Research Highlights Article
August 1, 2018
Taking professors' privilege
How does denying researchers full rights to their work affect startup activity at universities?
A scientist works in a laboratory.
Bigstock
Halfway into his second term as US president, Barack Obama told Congress about a race that he wanted to win.
It wasn’t a political race; it was an economic one.
“I want Americans to win the race for the kinds of discoveries that unleash new jobs,” Obama said in his 2015 State of the Union address.
America’s universities had a critical role to play, he said, because that is where the cutting edge technology was being developed that could launch job-creating businesses. Unfortunately, the US may not have the best model for connecting the ivory tower to the marketplace, according to a paper in the July issue of the American Economic Review.
National policies vary for the commercial rights to university-based innovations. In some countries, researchers enjoy full rights to their discoveries. That’s not the case in the US, where universities typically hold majority rights and professors own a smaller share of the pie.
Where do you split the pie?
Benjamin Jones
Authors Benjamin Jones and Hans Hvide looked into what happened when Norwegian universities shifted to an American-style model and found that the policy change backfired.

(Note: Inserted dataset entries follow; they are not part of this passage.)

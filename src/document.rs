//! The image document: one decoded, upright pixel buffer and everything
//! derived from it.
//!
//! ## Lifecycle
//!
//! ```text
//! open(path)            decode → read EXIF Orientation → rotate upright
//!   ├─ get(spec)        → new canvas (clone, letterbox or cover)
//!   ├─ save(path, spec) → get + encode + overwrite file
//!   ├─ apply_watermark  → composite a mark onto this buffer in place
//!   └─ destroy / drop   → buffer released exactly once
//! ```
//!
//! A document exclusively owns its buffer. It is not `Clone`; copies are
//! explicit through [`ImageDocument::clone_canvas`] and [`ImageDocument::get`],
//! and those canvases belong to the caller.

use crate::config::ResizeConfig;
use crate::imaging::{
    Codec, Dimensions, Mime, ResizeError, Rotation, RustCodec, TargetSpec, calculate_placement,
    calculate_watermark_placement, operations, resolve_target,
};
use image::RgbaImage;
use std::fs;
use std::io::ErrorKind;
use std::path::Path;
use tracing::{debug, warn};

/// Result type for document operations.
pub type Result<T> = std::result::Result<T, ResizeError>;

/// Options for [`ImageDocument::open_with`].
#[derive(Debug, Clone, Default)]
pub struct LoadOptions {
    /// Skip the up-front existence check. A tolerated missing file still
    /// cannot be identified and fails with
    /// [`ResizeError::UnsupportedFormat`].
    pub allow_missing: bool,
    pub config: ResizeConfig,
}

/// A decoded image, rotated upright, ready to be resized, watermarked and saved.
pub struct ImageDocument<C: Codec = RustCodec> {
    pixels: RgbaImage,
    mime: Mime,
    codec: C,
    config: ResizeConfig,
}

impl ImageDocument<RustCodec> {
    /// Open an image with the production codec and default config.
    pub fn open(path: impl AsRef<Path>) -> Result<Self> {
        Self::open_with(RustCodec::new(), path, &LoadOptions::default())
    }
}

impl<C: Codec> ImageDocument<C> {
    /// Open an image with an explicit codec and options.
    ///
    /// Fails with [`ResizeError::NotFound`] for a missing path (unless
    /// tolerated), [`ResizeError::UnsupportedFormat`] for anything but JPEG,
    /// PNG or GIF, and [`ResizeError::InvalidImage`] for undecodable bytes.
    /// Orientation metadata is best effort: when it cannot be read the image
    /// is kept as decoded.
    pub fn open_with(codec: C, path: impl AsRef<Path>, options: &LoadOptions) -> Result<Self> {
        let path = path.as_ref();
        if !options.allow_missing && !path.exists() {
            return Err(ResizeError::NotFound(path.to_path_buf()));
        }

        let bytes = match fs::read(path) {
            Ok(bytes) => bytes,
            Err(e) if e.kind() == ErrorKind::NotFound => {
                return Err(ResizeError::UnsupportedFormat(format!(
                    "cannot identify {}",
                    path.display()
                )));
            }
            Err(e) => return Err(e.into()),
        };

        let decoded = codec.decode(&bytes)?;
        let rotation = codec
            .read_orientation(&bytes)
            .map(Rotation::from_orientation)
            .unwrap_or_default();

        let pixels = if rotation == Rotation::Deg0 {
            decoded.pixels
        } else {
            debug!(
                path = %path.display(),
                degrees = rotation.degrees(),
                swaps_axes = rotation.swaps_axes(),
                "Correcting orientation"
            );
            codec.rotate(decoded.pixels, rotation)
        };

        debug!(
            path = %path.display(),
            mime = %decoded.mime,
            width = pixels.width(),
            height = pixels.height(),
            "Opened image"
        );

        Ok(Self {
            pixels,
            mime: decoded.mime,
            codec,
            config: options.config.clone(),
        })
    }

    pub fn width(&self) -> u32 {
        self.pixels.width()
    }

    pub fn height(&self) -> u32 {
        self.pixels.height()
    }

    pub fn dimensions(&self) -> Dimensions {
        Dimensions::of(&self.pixels)
    }

    /// Format the image was decoded from.
    pub fn mime(&self) -> Mime {
        self.mime
    }

    pub fn pixels(&self) -> &RgbaImage {
        &self.pixels
    }

    pub fn config(&self) -> &ResizeConfig {
        &self.config
    }

    /// Whether the buffer holds pixels consistent with its dimensions.
    pub fn is_valid(&self) -> bool {
        let (w, h) = self.pixels.dimensions();
        w > 0 && h > 0 && self.pixels.as_raw().len() == w as usize * h as usize * 4
    }

    /// Release the pixel buffer.
    ///
    /// Consuming `self` makes a second release or any later use a compile
    /// error. Dropping the document has the same effect.
    pub fn destroy(self) {
        debug!(width = self.width(), height = self.height(), "Releasing image");
    }

    /// Unscaled copy of the buffer on a fresh canvas owned by the caller.
    pub fn clone_canvas(&self) -> RgbaImage {
        operations::clone_canvas(&self.pixels)
    }

    /// Derive a canvas per `spec`.
    ///
    /// Without a width or height this is [`clone_canvas`](Self::clone_canvas);
    /// otherwise the image is letterboxed or covered onto a canvas of the
    /// resolved target size.
    pub fn get(&self, spec: &TargetSpec) -> RgbaImage {
        let source = self.dimensions();
        match resolve_target(source, spec.width, spec.height) {
            None => self.clone_canvas(),
            Some(target) => {
                let placement = calculate_placement(source, target, spec.fit());
                operations::resize_to(&self.pixels, &placement, self.config.filter)
            }
        }
    }

    /// Derive a canvas per `spec` and write it to `path`.
    ///
    /// The format is `spec.output_mime` or else the document's own. An
    /// existing file at `path` is removed before writing; the replacement is
    /// not atomic.
    pub fn save(&self, path: impl AsRef<Path>, spec: &TargetSpec) -> Result<()> {
        let path = path.as_ref();
        let mime = spec.output_mime.unwrap_or(self.mime);

        let canvas = self.get(spec);
        let bytes = self.codec.encode(&canvas, mime, self.config.quality())?;
        drop(canvas);

        if path.exists() {
            fs::remove_file(path)?;
        }
        fs::write(path, &bytes)?;

        debug!(
            path = %path.display(),
            mime = %mime,
            bytes = bytes.len(),
            "Saved image"
        );
        Ok(())
    }

    /// Paint the watermark at `path` into the bottom-left corner of this image.
    ///
    /// Returns `Ok(false)` without touching the image when the watermark file
    /// does not exist. The watermark must be a format with transparency (PNG
    /// or GIF). It is shown at a fraction of this image's width, never wider
    /// than its native width; see [`WatermarkConfig`](crate::config::WatermarkConfig).
    pub fn apply_watermark(&mut self, path: impl AsRef<Path>) -> Result<bool> {
        let path = path.as_ref();
        if !path.exists() {
            warn!(path = %path.display(), "Watermark not found, skipping");
            return Ok(false);
        }

        let bytes = fs::read(path)?;
        let mark = self.codec.decode(&bytes)?;
        if !mark.mime.supports_alpha() {
            return Err(ResizeError::UnsupportedFormat(format!(
                "watermark must be PNG or GIF, got {}",
                mark.mime
            )));
        }

        let watermark = &self.config.watermark;
        let placement = calculate_watermark_placement(
            self.dimensions(),
            mark.dimensions(),
            watermark.margin,
            watermark.width_divisor,
        );
        operations::composite(&mut self.pixels, &mark.pixels, &placement, self.config.filter);
        Ok(true)
    }
}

“We found that the reform led to a dramatic decline in both patenting and in startups,” Jones said in an interview with the AEA. “It’s a contest of interests...where do you split the pie?”
The paper throws into question assumptions about the success of US universities in fostering innovation and may support arguments that give professors more control over commercialization of their work.
More countries have been adopting the American model. Germany, Austria, Denmark, and Finland also have established laws that ended the so-called “professor’s privilege,” shifting rights from professors to universities.
The logic is, with the proper incentives, universities will invest in the kinds of infrastructure — better facilities, patent lawyers, professional networks, etc. — that will free researchers from the burden of bringing their innovations to market. They can focus solely on their work.
In Norway, however, the policy shift had the opposite effect. Jones and Hvide pored over Norwegian business registry data, employment data, and patent filings before and after the reform in 2003, and found that shifting rights to the university led to a 56 percent drop in the rate of startups founded by university researchers. Patent rates fell by 45 percent.
Quality dropped off as well. University startups had less growth and the patents received fewer citations after professors lost full-rights to their innovations. So it was not as if the declining numbers was a trade-off for more selective and promising ventures.
The impacts most likely were driven by reduced incentives rather than professors leaving for the private sector. The authors looked at individual level data for researchers continually employed at universities before and after the reform, and found a similar decline in patenting activity. These professors sought fewer patents after they lost full rights to their work.
The researchers said as much when they were surveyed.
“The majority of answers were, ‘well look you took away most of my rights,’” Jones said.
This isn’t to say that policymakers should give professors back their full rights, Jones said. Producing commercially marketable research shouldn’t be the only goal.
Some research may not be commercially viable on its own but still lays a foundation for important — and perhaps marketable — future discoveries.
“I think we have to be careful on policy,” Jones said. “But if you have a policymaker who says, ‘My goal is to increase marketplace innovation coming from universities,’ then moving a greater share of rights to researchers would encourage that increase in marketplace transfer.”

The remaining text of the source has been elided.